M. le président. La parole est à M. Fischer.
M. Guy Fischer. Cet amendement réécrit totalement l'article 4, qui a trait aux allégements de cotisations sociales patronales en faveur de l'embauche d'un premier salarié, dispositif que le Gouvernement a entendu modifier afin de le recentrer, en quelque sorte.
Cela est évidemment très mal perçu par nos collègues de droite, qui vivent cette disposition comme un recul, une remise en cause de l'actuel dispositif spécifique des exonérations pour une première embauche, le lien établi avec les allégements consentis au titre de la RTT étant, pour eux, tout simplement inconcevable.
Les modifications proposées par la commission sont substantielles. Elles visent principalement à supprimer les nouvelles conditions à remplir pour bénéficier de ce dispositif - à savoir l'incitation à réduire la durée collective du travail - et à assurer la pérennité de ces allégements.
Une fois de plus, vous faites preuve, messieurs de la majorité...
M. Jean Chérioux. Et les dames ?
M. Michel Charasse. Mesdames, messieurs...
M. Guy Fischer. Vous avez raison ! Je prie les sénatrices de la majorité de m'excuser !
Les hommes et les femmes de la majorité sénatoriale, donc, font une fois encore la preuve de leur volonté toujours plus grande d'accentuer les dispositifs d'exonérations de charges pour les employeurs, sans se soucier le moins du monde de leurs incidences sur le développement de l'emploi stable.
Les sénateurs communistes voteront, par conséquent, contre cet amendement.
M. Gilbert Chabroux. Je demande la parole pour explication de vote.
M. le président. La parole est à M. Chabroux.
M. Gilbert Chabroux. L'amendement présenté par M. Alain Vasselle, au nom de la commission des affaires sociales, vise à revenir, en l'élargissant encore, au dispositif d'exonération pour l'embauche du premier salarié institué par la loi du 13 janvier 1989 portant diverses mesures d'ordre social.

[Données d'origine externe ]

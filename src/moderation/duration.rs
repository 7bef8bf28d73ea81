//! Compact ban durations such as `10m`, `2h` or `3d`.

use chrono::DateTime;
use chrono::TimeDelta;
use chrono::Utc;

/// Longest accepted duration. Longer restrictions are passed to the remote
/// side as permanent, so they are refused instead.
pub const MAX_MINUTES: i64 = 366 * 24 * 60;

#[derive(Debug, Clone, PartialEq, Eq, thiserror::Error)]
#[non_exhaustive]
pub enum DurationError {
    #[error("`{token}` is not a valid time. Use a number followed by m, h or d, e.g. 10m.")]
    Malformed { token: String },

    #[error("Invalid time type specified. Expected m, h or d, got: `{unit}`.")]
    UnknownUnit { token: String, unit: char },

    #[error("`{token}` is too short. The time must be greater than zero.")]
    NonPositive { token: String },

    #[error("`{token}` is too long. The time can be at most 366 days.")]
    OutOfRange { token: String },
}

impl DurationError {
    pub fn token(&self) -> &str {
        match self {
            DurationError::Malformed { token }
            | DurationError::UnknownUnit { token, .. }
            | DurationError::NonPositive { token }
            | DurationError::OutOfRange { token } => token,
        }
    }
}

#[derive(Clone, Copy, Debug, PartialEq, Eq)]
pub enum TimeUnit {
    Minutes,
    Hours,
    Days,
}

impl TimeUnit {
    fn from_char(c: char) -> Option<Self> {
        match c.to_ascii_lowercase() {
            'm' => Some(TimeUnit::Minutes),
            'h' => Some(TimeUnit::Hours),
            'd' => Some(TimeUnit::Days),
            _ => None,
        }
    }

    fn minutes(&self) -> i64 {
        match self {
            TimeUnit::Minutes => 1,
            TimeUnit::Hours => 60,
            TimeUnit::Days => 24 * 60,
        }
    }
}

/// Parses `token` into a length of time.
pub fn parse_delta(token: &str) -> Result<TimeDelta, DurationError> {
    let malformed = || DurationError::Malformed {
        token: token.to_string(),
    };

    let mut chars = token.chars();
    let unit_char = chars.next_back().ok_or_else(malformed)?;
    let digits = chars.as_str();

    if digits.is_empty() || !digits.chars().all(|c| c.is_ascii_digit()) {
        return Err(malformed());
    }

    let unit = TimeUnit::from_char(unit_char).ok_or_else(|| DurationError::UnknownUnit {
        token: token.to_string(),
        unit: unit_char,
    })?;

    let out_of_range = || DurationError::OutOfRange {
        token: token.to_string(),
    };
    let value: i64 = digits.parse().map_err(|_| out_of_range())?;

    if value <= 0 {
        return Err(DurationError::NonPositive {
            token: token.to_string(),
        });
    }

    let minutes = value.checked_mul(unit.minutes()).ok_or_else(out_of_range)?;
    if minutes > MAX_MINUTES {
        return Err(out_of_range());
    }

    Ok(TimeDelta::minutes(minutes))
}

/// Parses `token` into an absolute expiry measured from `relative_to`.
pub fn parse(token: &str, relative_to: DateTime<Utc>) -> Result<DateTime<Utc>, DurationError> {
    let delta = parse_delta(token)?;
    relative_to
        .checked_add_signed(delta)
        .ok_or_else(|| DurationError::OutOfRange {
            token: token.to_string(),
        })
}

L'application de ce dispositif avait fait apparaître un puissant effet d'aubaine pour un certain nombre d'entreprises utilisatrices. M. Vasselle, sans doute sensible à cet effet d'aubaine, souhaite l'exonération toujours plus large des cotisations patronales, mais sans contrepartie.
Il nous semble, au contraire, nécessaire de lier ce dispositif d'exonération à l'application de la RTT. Nous voterons donc contre cet amendement.

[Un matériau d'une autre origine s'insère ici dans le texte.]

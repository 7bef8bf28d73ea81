//! Extracts the target user and trailing text from command input.

use crate::chat::MessageRef;
use crate::chat::UserDirectory;
use crate::chat::UserId;

/// What the resolver pulled out of the command input.
#[derive(Clone, Debug, Default, PartialEq, Eq)]
pub struct Resolution {
    pub target: Option<UserId>,
    /// Everything after the target, joined by single spaces.
    pub remainder: Option<String>,
}

impl Resolution {
    fn none() -> Self {
        Self::default()
    }

    fn new(target: UserId, rest: &[String]) -> Self {
        Self {
            target: Some(target),
            remainder: join(rest),
        }
    }
}

/// Resolves the target of a command.
///
/// A replied-to message wins over the arguments, in which case every argument
/// is remainder text. Otherwise the first argument must be a numeric identity
/// or a known @-handle. Unresolvable input yields an empty [`Resolution`].
pub fn resolve(
    args: &[String],
    replied: Option<&MessageRef>,
    directory: &dyn UserDirectory,
) -> Resolution {
    if let Some(author) = replied.and_then(|m| m.author.as_ref()) {
        return Resolution::new(author.id, args);
    }

    let Some((first, rest)) = args.split_first() else {
        return Resolution::none();
    };

    match parse_target(first, directory) {
        Some(target) => Resolution::new(target, rest),
        None => Resolution::none(),
    }
}

fn parse_target(token: &str, directory: &dyn UserDirectory) -> Option<UserId> {
    if let Some(handle) = token.strip_prefix('@') {
        return directory.lookup(handle);
    }
    token.parse::<i64>().ok().map(UserId)
}

fn join(tokens: &[String]) -> Option<String> {
    let text = tokens
        .iter()
        .map(|t| t.trim())
        .filter(|t| !t.is_empty())
        .collect::<Vec<_>>()
        .join(" ");
    if text.is_empty() { None } else { Some(text) }
}

/// Splits text into whitespace-delimited tokens.
pub fn tokenize(text: &str) -> Vec<String> {
    text.split_whitespace().map(str::to_string).collect()
}
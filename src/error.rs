use log::error;
use uuid::Uuid;

#[derive(Debug, thiserror::Error)]
#[non_exhaustive]
pub enum AppError {
    #[error("Missing config with key \"{key}\"")]
    MissingConfig { key: String },

    #[error("Invalid value \"{value}\" for config key \"{key}\"")]
    InvalidConfig { key: String, value: String },

    #[error("Configuration error: {msg}")]
    ConfigurationError { msg: String },
}

impl AppError {
    /// Logs an unexpected error under a fresh reference id and returns the id,
    /// so users can quote it back without seeing internals.
    pub fn log_with_ref(error: &(dyn std::error::Error + 'static)) -> String {
        let ref_id = Uuid::new_v4().simple().to_string();
        error!("[ref {ref_id}] {error:?}");
        ref_id
    }
}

M. Jean-Pierre Fourcade. Je demande la parole pour explication de vote.
M. le président. La parole est à M. Fourcade.
M. Jean-Pierre Fourcade. Pour ma part, je soutiendrai l'amendement de la commission.

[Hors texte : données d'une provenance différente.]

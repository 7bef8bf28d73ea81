//! HTTP client for the Telegram Bot API.

use async_trait::async_trait;
use chrono::DateTime;
use chrono::Utc;
use derive_builder::Builder;
use log::debug;
use log::warn;
use serde::de::DeserializeOwned;
use serde_json::Value;
use serde_json::json;
use wreq::header::CONTENT_TYPE;

use crate::chat::Capabilities;
use crate::chat::ChatApi;
use crate::chat::ChatId;
use crate::chat::Member;
use crate::chat::MessageId;
use crate::chat::Messenger;
use crate::chat::Update;
use crate::chat::User;
use crate::chat::UserId;
use crate::chat::error::ApiError;
use crate::telegram::types::ApiResponse;
use crate::telegram::types::TgChatMember;
use crate::telegram::types::TgUpdate;

/// Options for a `getUpdates` long poll.
#[derive(Clone, Debug, Builder)]
#[builder(pattern = "immutable")]
pub struct GetUpdatesOpt {
    #[builder(default, setter(strip_option))]
    pub offset: Option<i64>,
    #[builder(default = "30")]
    pub timeout: u64,
    #[builder(default = "100")]
    pub limit: u32,
}

pub struct TelegramClient {
    client: wreq::Client,
    /// `{api_url}/bot{token}`. Never logged.
    base_url: String,
}

impl TelegramClient {
    pub fn new(api_url: &str, token: &str) -> Result<Self, ApiError> {
        let client = wreq::Client::builder().build()?;
        Ok(Self {
            client,
            base_url: format!("{}/bot{}", api_url.trim_end_matches('/'), token),
        })
    }

    /// Calls a Bot API method and unwraps the response envelope.
    async fn call<T: DeserializeOwned>(&self, method: &str, params: Value) -> Result<T, ApiError> {
        debug!("Calling Bot API method {method}");
        let request = self
            .client
            .post(format!("{}/{}", self.base_url, method))
            .header(CONTENT_TYPE, "application/json")
            .body(params.to_string());

        let response = request.send().await?;
        let body = response.text().await?;
        let envelope: ApiResponse<T> = serde_json::from_str(&body)?;

        let result = envelope.into_result();
        if let Err(e) = &result {
            debug!("Bot API method {method} failed: {e}");
        }
        result
    }

    pub async fn get_me(&self) -> Result<User, ApiError> {
        self.call("getMe", json!({})).await
    }

    pub async fn get_updates(&self, opt: &GetUpdatesOpt) -> Result<Vec<Update>, ApiError> {
        let mut params = json!({
            "timeout": opt.timeout,
            "limit": opt.limit,
            "allowed_updates": ["message"],
        });
        if let Some(offset) = opt.offset {
            params["offset"] = json!(offset);
        }

        let updates: Vec<TgUpdate> = self.call("getUpdates", params).await?;
        Ok(updates.into_iter().map(Update::from).collect())
    }
}

#[async_trait]
impl ChatApi for TelegramClient {
    async fn get_member(
        &self,
        chat_id: ChatId,
        user_id: UserId,
    ) -> Result<Option<Member>, ApiError> {
        let params = json!({ "chat_id": chat_id, "user_id": user_id });
        match self.call::<TgChatMember>("getChatMember", params).await {
            Ok(member) => Ok(Some(member.into())),
            Err(e) if e.is_not_found() => Ok(None),
            Err(e) => Err(e),
        }
    }

    async fn get_administrators(&self, chat_id: ChatId) -> Result<Vec<Member>, ApiError> {
        let admins: Vec<TgChatMember> = self
            .call("getChatAdministrators", json!({ "chat_id": chat_id }))
            .await?;
        Ok(admins.into_iter().map(Member::from).collect())
    }

    async fn set_member_capabilities(
        &self,
        chat_id: ChatId,
        user_id: UserId,
        capabilities: Capabilities,
    ) -> Result<(), ApiError> {
        let mut params = serde_json::to_value(capabilities)?;
        params["chat_id"] = json!(chat_id);
        params["user_id"] = json!(user_id);
        self.call::<bool>("promoteChatMember", params).await?;
        Ok(())
    }

    async fn remove_member(
        &self,
        chat_id: ChatId,
        user_id: UserId,
        until: Option<DateTime<Utc>>,
    ) -> Result<(), ApiError> {
        let mut params = json!({ "chat_id": chat_id, "user_id": user_id });
        if let Some(until) = until {
            params["until_date"] = json!(until.timestamp());
        }
        self.call::<bool>("banChatMember", params).await?;
        Ok(())
    }

    async fn restore_member(&self, chat_id: ChatId, user_id: UserId) -> Result<(), ApiError> {
        // Without only_if_banned the API removes a present member.
        let params = json!({ "chat_id": chat_id, "user_id": user_id, "only_if_banned": true });
        self.call::<bool>("unbanChatMember", params).await?;
        Ok(())
    }

    async fn pin_message(
        &self,
        chat_id: ChatId,
        message_id: MessageId,
        silent: bool,
    ) -> Result<(), ApiError> {
        let params = json!({
            "chat_id": chat_id,
            "message_id": message_id,
            "disable_notification": silent,
        });
        self.call::<bool>("pinChatMessage", params).await?;
        Ok(())
    }

    async fn unpin_message(&self, chat_id: ChatId) -> Result<(), ApiError> {
        self.call::<bool>("unpinChatMessage", json!({ "chat_id": chat_id }))
            .await?;
        Ok(())
    }

    async fn get_or_create_invite_link(&self, chat_id: ChatId) -> Result<String, ApiError> {
        self.call("exportChatInviteLink", json!({ "chat_id": chat_id }))
            .await
    }
}

#[async_trait]
impl Messenger for TelegramClient {
    async fn send_message(
        &self,
        chat_id: ChatId,
        html: &str,
        reply_to: Option<MessageId>,
    ) -> Result<(), ApiError> {
        let mut params = json!({
            "chat_id": chat_id,
            "text": html,
            "parse_mode": "HTML",
            "link_preview_options": { "is_disabled": true },
        });
        if let Some(message_id) = reply_to {
            params["reply_parameters"] = json!({ "message_id": message_id });
        }

        match self.call::<Value>("sendMessage", params.clone()).await {
            Err(e) if reply_to.is_some() && e.is_reply_missing() => {
                warn!("Replied message vanished in chat {chat_id}, sending without quote");
                if let Some(obj) = params.as_object_mut() {
                    obj.remove("reply_parameters");
                }
                self.call::<Value>("sendMessage", params).await?;
                Ok(())
            }
            result => result.map(|_| ()),
        }
    }

    async fn send_sticker(&self, chat_id: ChatId, sticker: &str) -> Result<(), ApiError> {
        self.call::<Value>("sendSticker", json!({ "chat_id": chat_id, "sticker": sticker }))
            .await?;
        Ok(())
    }
}

#[cfg(test)]
mod tests {
    use super::*;

    #[test]
    fn test_get_updates_opt_defaults() {
        let opt = GetUpdatesOptBuilder::default().build().unwrap();
        assert_eq!(opt.offset, None);
        assert_eq!(opt.timeout, 30);
        assert_eq!(opt.limit, 100);

        let opt = GetUpdatesOptBuilder::default()
            .offset(42)
            .timeout(5)
            .build()
            .unwrap();
        assert_eq!(opt.offset, Some(42));
        assert_eq!(opt.timeout, 5);
    }

    #[test]
    fn test_base_url_strips_trailing_slash() {
        let client = TelegramClient::new("http://localhost:8081/", "123:abc").unwrap();
        assert_eq!(client.base_url, "http://localhost:8081/bot123:abc");
    }
}
use crate::chat::error::ApiError;
use crate::moderation::duration::DurationError;
use crate::moderation::gate::DenyReason;
use crate::moderation::outcome::ModerationOutcome;

/// Action-specific preconditions checked against the target's current state.
#[derive(Clone, Copy, Debug, PartialEq, Eq, thiserror::Error)]
pub enum Precondition {
    #[error("How am I meant to promote someone that's already an admin?")]
    AlreadyAdmin,

    #[error("This person CREATED the chat, how would I demote them?")]
    CreatorImmutable,

    #[error("Can't demote what wasn't promoted!")]
    NotAdmin,

    #[error("I wish I could... but you're an admin. Demote yourself first.")]
    ActorIsAdmin,

    #[error("I can only fetch invite links for supergroups and channels, sorry!")]
    InviteNeedsSupergroup,
}

/// Everything that can stop a moderation command.
///
/// The `Display` text is the notice shown to the actor.
#[derive(Debug, thiserror::Error)]
#[non_exhaustive]
pub enum ModerationError {
    #[error("This command can only be used in groups.")]
    GroupOnly,

    #[error("You don't seem to be referring to a user.")]
    NoTarget,

    #[error("I can't seem to find this user.")]
    UserNotFound,

    #[error("You haven't specified a time to ban this user for!")]
    MissingDuration,

    #[error(transparent)]
    InvalidDuration(#[from] DurationError),

    #[error(transparent)]
    Denied(#[from] DenyReason),

    #[error(transparent)]
    Precondition(#[from] Precondition),

    #[error("Damn, I can't {action}.")]
    RemoteFailure { action: &'static str, message: String },

    /// The user was removed but stays banned. Carries the ban that took effect.
    #[error("I removed that user, but couldn't lift the ban. They are still banned.")]
    KickIncomplete {
        banned: Box<ModerationOutcome>,
        #[source]
        source: ApiError,
    },

    #[error("Remote API failure: {0}")]
    Fatal(#[source] ApiError),
}

/// Error class, mirroring how the transport must react.
#[derive(Clone, Copy, Debug, PartialEq, Eq)]
pub enum ErrorClass {
    /// Bad command input. No remote call was made.
    Input,
    /// Denied by the gate or a precondition. No remote mutation was made.
    Authorization,
    /// The remote side refused the mutation.
    RemoteFailure,
    /// Must be propagated to the transport.
    Fatal,
}

impl ModerationError {
    pub fn class(&self) -> ErrorClass {
        match self {
            ModerationError::GroupOnly
            | ModerationError::NoTarget
            | ModerationError::UserNotFound
            | ModerationError::MissingDuration
            | ModerationError::InvalidDuration(_) => ErrorClass::Input,
            ModerationError::Denied(_) | ModerationError::Precondition(_) => {
                ErrorClass::Authorization
            }
            ModerationError::RemoteFailure { .. } | ModerationError::KickIncomplete { .. } => {
                ErrorClass::RemoteFailure
            }
            ModerationError::Fatal(_) => ErrorClass::Fatal,
        }
    }

    pub fn is_fatal(&self) -> bool {
        self.class() == ErrorClass::Fatal
    }

    /// A state change the remote side applied despite the error.
    pub fn applied_outcome(&self) -> Option<&ModerationOutcome> {
        match self {
            ModerationError::KickIncomplete { banned, .. } => Some(banned),
            _ => None,
        }
    }
}

#[cfg(test)]
mod tests {
    use super::*;
    use crate::chat::Capability;

    #[test]
    fn test_notices() {
        assert_eq!(
            ModerationError::NoTarget.to_string(),
            "You don't seem to be referring to a user."
        );
        assert_eq!(
            ModerationError::from(DenyReason::BotLacksCapability(Capability::PinMessages))
                .to_string(),
            "I can't do that without the right to pin messages."
        );
        assert_eq!(
            ModerationError::RemoteFailure {
                action: "ban that user",
                message: "Bad Request: not enough rights".to_string(),
            }
            .to_string(),
            "Damn, I can't ban that user."
        );
    }

    #[test]
    fn test_classes() {
        assert_eq!(ModerationError::NoTarget.class(), ErrorClass::Input);
        assert_eq!(
            ModerationError::from(Precondition::AlreadyAdmin).class(),
            ErrorClass::Authorization
        );
        assert!(ModerationError::Fatal(ApiError::UnexpectedResponse {
            message: "empty".to_string()
        })
        .is_fatal());
        assert!(ModerationError::NoTarget.applied_outcome().is_none());
    }
}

Je suis en effet un peu étonné de voir que l'on discute de l'application de la RTT pour des entreprises qui n'ont pas d'employé, puisqu'il s'agit de l'embauche du premier salarié. Pour qu'on pousse la logique de la RTT jusqu'au problème de l'embauche du premier salarié, il faut vraiment que le mythe ait une consistance extraordinaire !
L'effet d'aubaine, en vérité, a été le fait d'entreprises ayant de nombreux salariés, notamment des entreprises étrangères installées sur notre territoire. J'en connais un certain nombre d'exemples dans la commune que j'administre.
Refuser la pérennisation du système qui a été mis en place en 1989 pour l'embauche du premier salarié - alors que le recul conjoncturel qui se profile va nécessairement affecter l'emploi dans les mois qui viennent et cela au nom de l'aménagement de la durée du travail, c'est vraiment pousser le dogmatisme un peu loin. C'est pourquoi je me rallie à l'amendement de la commission. (Très bien ! et applaudissements sur les travées du RPR et des Républicains et Indépendants.)
M. le président. Je mets aux voix l'amendement n° 3 rectifié, repoussé par le Gouvernement.

(L'amendement est adopté.)
M. le président. En conséquence, l'article 4 est ainsi rédigé.